===== The records =====

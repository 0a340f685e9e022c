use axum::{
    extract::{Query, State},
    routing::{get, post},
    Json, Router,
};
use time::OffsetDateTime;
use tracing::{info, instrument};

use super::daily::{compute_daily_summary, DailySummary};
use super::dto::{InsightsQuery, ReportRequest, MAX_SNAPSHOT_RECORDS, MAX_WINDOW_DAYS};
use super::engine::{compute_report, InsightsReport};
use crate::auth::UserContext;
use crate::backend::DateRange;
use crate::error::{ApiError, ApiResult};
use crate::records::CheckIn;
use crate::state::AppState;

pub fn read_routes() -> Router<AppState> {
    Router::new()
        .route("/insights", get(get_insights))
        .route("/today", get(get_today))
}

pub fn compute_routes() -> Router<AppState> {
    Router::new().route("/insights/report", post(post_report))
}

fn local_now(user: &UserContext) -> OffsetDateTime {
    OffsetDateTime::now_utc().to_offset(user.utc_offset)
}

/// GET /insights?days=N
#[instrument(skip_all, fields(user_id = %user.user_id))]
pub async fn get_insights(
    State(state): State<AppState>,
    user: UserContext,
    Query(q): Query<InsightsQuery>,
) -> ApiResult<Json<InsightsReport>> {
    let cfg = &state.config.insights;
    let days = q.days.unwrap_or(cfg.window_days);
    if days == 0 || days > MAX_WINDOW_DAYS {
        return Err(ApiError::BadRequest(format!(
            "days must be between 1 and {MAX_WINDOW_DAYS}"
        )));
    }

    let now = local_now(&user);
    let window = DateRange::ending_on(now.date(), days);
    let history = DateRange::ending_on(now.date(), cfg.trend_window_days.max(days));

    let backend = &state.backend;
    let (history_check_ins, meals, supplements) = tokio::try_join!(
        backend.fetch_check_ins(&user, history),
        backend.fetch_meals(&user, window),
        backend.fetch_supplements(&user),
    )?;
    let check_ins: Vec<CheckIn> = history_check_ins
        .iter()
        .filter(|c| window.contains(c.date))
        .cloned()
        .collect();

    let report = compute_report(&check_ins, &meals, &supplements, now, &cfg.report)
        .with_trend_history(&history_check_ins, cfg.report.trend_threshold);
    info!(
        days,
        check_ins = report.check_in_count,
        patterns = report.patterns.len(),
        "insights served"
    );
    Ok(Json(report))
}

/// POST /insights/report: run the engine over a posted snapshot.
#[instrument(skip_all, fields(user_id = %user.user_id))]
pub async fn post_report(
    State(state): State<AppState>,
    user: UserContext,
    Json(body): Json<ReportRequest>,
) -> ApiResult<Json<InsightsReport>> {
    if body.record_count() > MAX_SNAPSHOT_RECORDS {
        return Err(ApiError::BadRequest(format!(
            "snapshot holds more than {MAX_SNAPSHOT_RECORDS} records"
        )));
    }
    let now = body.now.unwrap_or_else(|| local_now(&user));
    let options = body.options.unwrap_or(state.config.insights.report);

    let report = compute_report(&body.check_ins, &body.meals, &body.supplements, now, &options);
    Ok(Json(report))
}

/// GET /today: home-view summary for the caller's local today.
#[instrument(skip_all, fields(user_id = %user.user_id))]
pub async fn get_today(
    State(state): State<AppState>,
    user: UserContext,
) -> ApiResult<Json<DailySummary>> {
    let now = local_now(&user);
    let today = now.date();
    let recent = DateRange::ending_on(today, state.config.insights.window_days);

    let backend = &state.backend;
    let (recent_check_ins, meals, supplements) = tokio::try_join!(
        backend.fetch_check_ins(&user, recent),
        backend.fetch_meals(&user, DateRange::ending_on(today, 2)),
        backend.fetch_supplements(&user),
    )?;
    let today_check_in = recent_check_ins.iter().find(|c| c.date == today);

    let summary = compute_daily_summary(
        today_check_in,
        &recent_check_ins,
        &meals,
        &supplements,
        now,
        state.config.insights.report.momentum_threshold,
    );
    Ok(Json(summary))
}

=====

* Task objective:
Work out the number of lines in the records that contain the string "async". Nothing but that number should be sent back.

* Solution to this exercise:
3